=== Section Start ===

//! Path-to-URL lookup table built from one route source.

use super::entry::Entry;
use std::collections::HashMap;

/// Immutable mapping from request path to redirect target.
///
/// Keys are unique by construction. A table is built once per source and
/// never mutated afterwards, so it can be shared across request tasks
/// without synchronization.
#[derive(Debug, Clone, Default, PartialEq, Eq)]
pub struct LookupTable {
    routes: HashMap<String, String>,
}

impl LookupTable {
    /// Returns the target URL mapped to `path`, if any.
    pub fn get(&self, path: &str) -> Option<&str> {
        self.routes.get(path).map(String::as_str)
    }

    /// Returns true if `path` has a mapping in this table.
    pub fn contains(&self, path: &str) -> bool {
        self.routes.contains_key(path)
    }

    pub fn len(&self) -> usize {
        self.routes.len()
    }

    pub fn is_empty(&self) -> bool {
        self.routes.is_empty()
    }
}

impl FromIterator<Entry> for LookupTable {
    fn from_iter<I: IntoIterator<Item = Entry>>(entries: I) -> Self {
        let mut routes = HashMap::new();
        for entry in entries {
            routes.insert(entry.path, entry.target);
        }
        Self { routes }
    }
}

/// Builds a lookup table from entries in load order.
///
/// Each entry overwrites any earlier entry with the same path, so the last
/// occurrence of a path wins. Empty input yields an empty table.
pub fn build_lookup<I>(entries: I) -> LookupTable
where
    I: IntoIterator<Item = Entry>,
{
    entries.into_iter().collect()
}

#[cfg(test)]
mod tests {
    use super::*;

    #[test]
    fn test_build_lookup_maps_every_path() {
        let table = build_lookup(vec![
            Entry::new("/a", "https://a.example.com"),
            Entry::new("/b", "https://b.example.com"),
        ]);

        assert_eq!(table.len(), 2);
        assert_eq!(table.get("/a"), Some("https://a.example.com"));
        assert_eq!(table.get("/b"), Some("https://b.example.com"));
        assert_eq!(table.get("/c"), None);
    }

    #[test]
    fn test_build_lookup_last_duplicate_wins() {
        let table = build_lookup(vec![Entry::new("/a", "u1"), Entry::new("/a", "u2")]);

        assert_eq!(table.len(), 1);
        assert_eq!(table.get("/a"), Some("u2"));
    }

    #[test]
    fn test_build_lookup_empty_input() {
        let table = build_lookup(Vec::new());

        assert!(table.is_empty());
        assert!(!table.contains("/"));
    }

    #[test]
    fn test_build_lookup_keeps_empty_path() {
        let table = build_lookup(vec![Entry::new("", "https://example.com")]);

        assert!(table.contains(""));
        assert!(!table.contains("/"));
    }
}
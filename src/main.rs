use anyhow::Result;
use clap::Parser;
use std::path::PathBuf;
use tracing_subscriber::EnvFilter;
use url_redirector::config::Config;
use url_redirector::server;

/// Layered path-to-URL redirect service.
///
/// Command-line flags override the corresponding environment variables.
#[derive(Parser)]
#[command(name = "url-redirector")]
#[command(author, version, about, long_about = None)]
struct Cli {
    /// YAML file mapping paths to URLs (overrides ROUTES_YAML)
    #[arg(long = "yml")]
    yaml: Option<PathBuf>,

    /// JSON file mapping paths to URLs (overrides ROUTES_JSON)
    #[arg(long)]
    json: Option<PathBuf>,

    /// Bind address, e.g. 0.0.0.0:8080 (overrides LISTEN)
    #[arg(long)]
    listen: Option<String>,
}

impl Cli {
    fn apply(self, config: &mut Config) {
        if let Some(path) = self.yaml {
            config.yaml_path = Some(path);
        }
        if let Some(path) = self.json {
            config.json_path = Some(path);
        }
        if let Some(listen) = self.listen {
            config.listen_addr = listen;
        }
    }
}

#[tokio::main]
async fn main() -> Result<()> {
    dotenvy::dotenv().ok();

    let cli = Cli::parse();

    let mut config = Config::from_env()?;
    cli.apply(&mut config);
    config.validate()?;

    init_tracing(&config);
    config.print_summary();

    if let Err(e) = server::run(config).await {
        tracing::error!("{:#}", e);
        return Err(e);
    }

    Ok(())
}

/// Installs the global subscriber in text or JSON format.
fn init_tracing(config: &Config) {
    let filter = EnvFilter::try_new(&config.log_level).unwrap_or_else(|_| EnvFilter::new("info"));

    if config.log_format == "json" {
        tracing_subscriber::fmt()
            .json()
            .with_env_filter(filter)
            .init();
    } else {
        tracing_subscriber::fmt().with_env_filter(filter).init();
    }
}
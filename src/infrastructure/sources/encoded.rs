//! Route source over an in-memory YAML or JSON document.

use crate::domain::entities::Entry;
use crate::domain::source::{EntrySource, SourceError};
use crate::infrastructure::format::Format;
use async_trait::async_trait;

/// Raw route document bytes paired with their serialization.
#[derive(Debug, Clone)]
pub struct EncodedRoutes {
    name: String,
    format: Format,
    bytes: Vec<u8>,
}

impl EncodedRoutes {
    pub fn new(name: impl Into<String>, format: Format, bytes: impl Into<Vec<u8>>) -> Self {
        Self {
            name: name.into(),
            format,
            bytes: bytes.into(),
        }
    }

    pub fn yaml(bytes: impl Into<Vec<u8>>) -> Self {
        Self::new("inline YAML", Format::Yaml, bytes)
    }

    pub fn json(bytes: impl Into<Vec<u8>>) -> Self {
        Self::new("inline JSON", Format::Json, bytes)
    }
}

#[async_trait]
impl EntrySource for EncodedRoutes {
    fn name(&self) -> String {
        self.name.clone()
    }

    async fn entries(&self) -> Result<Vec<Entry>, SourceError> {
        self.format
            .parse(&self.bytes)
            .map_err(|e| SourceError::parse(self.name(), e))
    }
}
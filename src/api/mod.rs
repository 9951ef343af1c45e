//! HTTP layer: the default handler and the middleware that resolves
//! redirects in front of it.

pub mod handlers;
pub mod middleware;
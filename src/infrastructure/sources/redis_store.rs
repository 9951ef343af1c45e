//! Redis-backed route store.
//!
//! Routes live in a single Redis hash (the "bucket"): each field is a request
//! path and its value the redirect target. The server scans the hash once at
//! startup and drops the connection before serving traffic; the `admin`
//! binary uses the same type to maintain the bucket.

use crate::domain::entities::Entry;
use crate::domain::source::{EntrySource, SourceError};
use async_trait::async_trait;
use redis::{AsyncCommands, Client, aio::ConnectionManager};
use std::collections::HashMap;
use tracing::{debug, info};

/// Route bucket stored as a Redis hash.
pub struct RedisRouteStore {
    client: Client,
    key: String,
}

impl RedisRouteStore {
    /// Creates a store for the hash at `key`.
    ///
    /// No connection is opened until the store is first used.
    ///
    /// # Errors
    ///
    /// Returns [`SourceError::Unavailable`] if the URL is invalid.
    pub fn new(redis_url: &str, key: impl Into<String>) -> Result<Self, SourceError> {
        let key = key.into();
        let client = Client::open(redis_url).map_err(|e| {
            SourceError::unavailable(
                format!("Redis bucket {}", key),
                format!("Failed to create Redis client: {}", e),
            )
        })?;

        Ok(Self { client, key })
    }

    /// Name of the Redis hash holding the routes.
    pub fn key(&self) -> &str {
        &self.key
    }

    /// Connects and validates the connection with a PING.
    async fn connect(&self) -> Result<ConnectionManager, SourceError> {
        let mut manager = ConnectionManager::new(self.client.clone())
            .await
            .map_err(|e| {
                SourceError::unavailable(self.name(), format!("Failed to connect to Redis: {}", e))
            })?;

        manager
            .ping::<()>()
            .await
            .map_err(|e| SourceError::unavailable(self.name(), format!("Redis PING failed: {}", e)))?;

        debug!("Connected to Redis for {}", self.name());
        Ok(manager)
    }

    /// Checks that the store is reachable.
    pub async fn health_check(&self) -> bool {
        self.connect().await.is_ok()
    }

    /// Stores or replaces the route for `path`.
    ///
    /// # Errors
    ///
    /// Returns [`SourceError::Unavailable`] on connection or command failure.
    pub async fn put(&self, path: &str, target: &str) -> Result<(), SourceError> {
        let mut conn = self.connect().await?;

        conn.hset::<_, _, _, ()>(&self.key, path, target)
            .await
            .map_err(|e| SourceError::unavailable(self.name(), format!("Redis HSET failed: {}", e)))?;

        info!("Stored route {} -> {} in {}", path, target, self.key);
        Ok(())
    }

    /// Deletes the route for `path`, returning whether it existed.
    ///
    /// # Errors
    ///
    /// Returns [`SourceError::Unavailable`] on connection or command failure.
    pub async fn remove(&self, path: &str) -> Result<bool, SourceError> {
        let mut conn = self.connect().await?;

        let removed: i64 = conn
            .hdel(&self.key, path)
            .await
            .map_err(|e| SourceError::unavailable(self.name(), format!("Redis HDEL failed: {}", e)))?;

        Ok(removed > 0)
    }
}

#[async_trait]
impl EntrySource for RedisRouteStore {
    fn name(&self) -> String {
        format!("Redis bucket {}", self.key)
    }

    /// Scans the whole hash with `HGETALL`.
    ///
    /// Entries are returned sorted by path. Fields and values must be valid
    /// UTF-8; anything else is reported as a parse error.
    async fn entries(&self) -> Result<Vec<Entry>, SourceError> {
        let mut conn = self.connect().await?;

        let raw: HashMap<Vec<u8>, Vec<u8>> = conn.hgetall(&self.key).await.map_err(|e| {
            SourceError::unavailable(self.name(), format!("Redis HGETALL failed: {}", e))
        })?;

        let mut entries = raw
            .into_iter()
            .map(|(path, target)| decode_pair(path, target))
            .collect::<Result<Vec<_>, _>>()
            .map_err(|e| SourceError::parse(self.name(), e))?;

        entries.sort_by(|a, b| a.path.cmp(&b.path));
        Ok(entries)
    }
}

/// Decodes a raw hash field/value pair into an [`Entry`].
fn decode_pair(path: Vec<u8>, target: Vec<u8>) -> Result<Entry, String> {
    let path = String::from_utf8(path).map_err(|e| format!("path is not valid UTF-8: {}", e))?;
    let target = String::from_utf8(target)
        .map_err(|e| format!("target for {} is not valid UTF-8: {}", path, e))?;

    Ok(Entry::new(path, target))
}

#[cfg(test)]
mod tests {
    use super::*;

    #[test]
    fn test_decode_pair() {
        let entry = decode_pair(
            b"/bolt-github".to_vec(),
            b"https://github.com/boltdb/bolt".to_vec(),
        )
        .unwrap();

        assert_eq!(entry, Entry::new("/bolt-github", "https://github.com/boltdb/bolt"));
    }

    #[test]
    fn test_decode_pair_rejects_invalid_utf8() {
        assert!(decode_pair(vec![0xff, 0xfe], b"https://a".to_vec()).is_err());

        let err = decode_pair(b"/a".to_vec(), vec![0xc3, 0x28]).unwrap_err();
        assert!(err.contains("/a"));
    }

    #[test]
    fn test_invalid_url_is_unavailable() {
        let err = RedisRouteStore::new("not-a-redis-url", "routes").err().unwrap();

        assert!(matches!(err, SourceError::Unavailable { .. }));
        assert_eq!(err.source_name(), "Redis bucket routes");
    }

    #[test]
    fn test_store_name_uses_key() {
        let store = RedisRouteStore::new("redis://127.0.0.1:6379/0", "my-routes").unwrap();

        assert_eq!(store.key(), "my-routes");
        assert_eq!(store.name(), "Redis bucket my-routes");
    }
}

=== Section End ===
=== Section Start ===

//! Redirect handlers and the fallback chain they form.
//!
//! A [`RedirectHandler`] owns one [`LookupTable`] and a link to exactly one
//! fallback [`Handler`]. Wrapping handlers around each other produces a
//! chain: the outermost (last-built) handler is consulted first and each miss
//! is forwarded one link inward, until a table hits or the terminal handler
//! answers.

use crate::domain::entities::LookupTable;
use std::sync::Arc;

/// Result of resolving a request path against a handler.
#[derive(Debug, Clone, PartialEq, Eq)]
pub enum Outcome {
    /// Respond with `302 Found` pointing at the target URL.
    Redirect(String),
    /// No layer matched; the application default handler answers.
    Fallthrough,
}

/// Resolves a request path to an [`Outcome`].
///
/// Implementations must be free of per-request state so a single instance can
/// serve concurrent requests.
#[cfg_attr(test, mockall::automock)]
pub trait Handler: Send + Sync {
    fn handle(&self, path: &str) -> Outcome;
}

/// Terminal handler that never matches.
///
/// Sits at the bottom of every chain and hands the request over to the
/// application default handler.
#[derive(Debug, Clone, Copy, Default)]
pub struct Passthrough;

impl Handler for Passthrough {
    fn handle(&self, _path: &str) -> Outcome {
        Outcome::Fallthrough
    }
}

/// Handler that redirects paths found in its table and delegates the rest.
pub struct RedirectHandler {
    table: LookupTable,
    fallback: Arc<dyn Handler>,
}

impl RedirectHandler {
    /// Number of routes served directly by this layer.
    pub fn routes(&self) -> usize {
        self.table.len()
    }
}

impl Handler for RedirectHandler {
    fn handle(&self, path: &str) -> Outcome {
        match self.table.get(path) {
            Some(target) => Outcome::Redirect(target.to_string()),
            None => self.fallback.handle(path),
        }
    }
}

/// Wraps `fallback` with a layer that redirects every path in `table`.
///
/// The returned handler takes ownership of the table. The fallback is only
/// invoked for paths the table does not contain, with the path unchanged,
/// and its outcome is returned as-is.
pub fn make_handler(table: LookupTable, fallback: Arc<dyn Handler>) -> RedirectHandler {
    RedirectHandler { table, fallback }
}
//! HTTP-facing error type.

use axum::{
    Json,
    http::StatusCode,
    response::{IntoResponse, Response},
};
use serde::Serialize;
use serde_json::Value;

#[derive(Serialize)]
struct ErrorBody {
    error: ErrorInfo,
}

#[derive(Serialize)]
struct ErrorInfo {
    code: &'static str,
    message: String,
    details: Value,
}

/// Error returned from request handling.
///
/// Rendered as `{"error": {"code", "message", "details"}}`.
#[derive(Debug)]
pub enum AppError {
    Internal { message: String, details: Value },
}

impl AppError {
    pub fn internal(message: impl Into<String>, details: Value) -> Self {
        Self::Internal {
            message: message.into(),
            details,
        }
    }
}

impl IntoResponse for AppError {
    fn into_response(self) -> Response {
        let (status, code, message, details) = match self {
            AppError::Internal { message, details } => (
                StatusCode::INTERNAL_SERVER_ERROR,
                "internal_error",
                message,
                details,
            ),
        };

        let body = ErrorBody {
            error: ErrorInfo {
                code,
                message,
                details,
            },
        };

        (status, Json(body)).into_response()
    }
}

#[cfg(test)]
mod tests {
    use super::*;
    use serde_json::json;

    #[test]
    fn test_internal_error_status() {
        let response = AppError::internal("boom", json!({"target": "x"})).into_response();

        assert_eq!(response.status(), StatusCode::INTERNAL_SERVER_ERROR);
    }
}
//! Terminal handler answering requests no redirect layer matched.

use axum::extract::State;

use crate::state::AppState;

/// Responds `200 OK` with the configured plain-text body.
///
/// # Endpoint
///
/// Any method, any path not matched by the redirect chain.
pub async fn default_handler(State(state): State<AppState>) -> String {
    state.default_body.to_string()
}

=== Section End ===
=== Section Start ===

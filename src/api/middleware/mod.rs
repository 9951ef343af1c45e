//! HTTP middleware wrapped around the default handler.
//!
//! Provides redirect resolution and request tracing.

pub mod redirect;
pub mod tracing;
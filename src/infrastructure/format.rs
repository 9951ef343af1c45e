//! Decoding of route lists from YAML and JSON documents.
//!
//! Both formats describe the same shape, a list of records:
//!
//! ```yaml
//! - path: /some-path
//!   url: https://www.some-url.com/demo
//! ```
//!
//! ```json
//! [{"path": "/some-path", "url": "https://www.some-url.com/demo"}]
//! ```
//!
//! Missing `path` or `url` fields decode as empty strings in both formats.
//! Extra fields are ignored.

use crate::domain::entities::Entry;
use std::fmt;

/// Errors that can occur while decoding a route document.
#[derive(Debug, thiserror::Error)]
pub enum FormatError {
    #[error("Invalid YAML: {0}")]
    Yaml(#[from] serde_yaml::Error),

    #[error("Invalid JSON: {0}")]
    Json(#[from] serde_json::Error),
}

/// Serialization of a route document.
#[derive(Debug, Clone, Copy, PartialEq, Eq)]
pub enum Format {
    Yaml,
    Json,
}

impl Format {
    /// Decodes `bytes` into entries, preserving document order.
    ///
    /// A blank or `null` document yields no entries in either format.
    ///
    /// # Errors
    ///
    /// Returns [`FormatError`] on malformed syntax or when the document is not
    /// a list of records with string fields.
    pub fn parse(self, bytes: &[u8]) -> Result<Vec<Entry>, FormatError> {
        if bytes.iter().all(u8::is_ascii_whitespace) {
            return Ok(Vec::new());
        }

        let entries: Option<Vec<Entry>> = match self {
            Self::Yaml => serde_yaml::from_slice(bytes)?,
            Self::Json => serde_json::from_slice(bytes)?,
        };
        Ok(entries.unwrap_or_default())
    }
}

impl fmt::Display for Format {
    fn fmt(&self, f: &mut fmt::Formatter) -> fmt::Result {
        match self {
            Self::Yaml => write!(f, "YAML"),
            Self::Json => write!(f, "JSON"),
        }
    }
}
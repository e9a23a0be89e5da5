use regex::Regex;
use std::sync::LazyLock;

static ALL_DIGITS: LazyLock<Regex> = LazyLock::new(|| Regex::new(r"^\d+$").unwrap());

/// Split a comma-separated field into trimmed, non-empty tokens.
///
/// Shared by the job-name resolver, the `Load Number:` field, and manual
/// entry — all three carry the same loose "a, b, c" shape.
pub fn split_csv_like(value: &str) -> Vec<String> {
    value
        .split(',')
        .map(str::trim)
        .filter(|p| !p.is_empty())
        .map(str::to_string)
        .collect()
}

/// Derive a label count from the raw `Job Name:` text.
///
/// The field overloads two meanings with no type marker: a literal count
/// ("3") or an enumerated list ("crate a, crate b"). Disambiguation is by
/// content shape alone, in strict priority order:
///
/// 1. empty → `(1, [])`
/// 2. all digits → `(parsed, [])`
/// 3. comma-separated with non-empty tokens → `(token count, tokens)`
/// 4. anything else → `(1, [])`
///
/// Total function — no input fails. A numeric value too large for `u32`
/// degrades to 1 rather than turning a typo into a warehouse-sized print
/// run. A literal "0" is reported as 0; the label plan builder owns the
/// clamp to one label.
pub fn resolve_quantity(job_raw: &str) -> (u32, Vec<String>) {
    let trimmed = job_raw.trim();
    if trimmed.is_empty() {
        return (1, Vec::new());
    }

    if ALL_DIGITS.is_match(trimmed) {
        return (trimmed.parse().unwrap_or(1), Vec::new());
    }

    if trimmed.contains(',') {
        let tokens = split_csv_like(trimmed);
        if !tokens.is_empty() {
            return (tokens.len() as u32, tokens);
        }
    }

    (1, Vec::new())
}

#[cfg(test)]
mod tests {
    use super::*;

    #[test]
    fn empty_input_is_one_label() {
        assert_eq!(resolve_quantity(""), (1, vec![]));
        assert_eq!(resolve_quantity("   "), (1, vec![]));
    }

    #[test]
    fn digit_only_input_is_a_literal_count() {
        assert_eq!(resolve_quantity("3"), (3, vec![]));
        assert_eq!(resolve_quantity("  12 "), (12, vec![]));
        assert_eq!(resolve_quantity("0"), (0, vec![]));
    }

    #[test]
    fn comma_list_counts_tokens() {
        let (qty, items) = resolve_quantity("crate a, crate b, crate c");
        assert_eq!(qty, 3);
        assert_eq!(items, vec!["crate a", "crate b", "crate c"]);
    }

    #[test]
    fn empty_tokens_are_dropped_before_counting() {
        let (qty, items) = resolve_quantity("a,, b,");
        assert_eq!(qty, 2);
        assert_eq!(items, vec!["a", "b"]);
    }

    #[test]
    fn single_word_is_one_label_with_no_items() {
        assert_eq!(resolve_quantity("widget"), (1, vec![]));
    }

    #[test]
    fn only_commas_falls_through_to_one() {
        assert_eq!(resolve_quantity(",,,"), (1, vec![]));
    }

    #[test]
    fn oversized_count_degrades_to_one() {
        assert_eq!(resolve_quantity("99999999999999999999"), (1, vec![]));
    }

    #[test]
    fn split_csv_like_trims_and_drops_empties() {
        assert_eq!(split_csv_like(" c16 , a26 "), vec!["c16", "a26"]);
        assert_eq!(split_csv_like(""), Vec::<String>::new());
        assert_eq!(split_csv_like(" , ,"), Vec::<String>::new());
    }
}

=== Section End ===

> What you need to do: Of the lines in the data, report each one containing the string "anything".

> Response:
    /// UTF-8; anything else is reported as a parse error.
/// 4. anything else → `(1, [])`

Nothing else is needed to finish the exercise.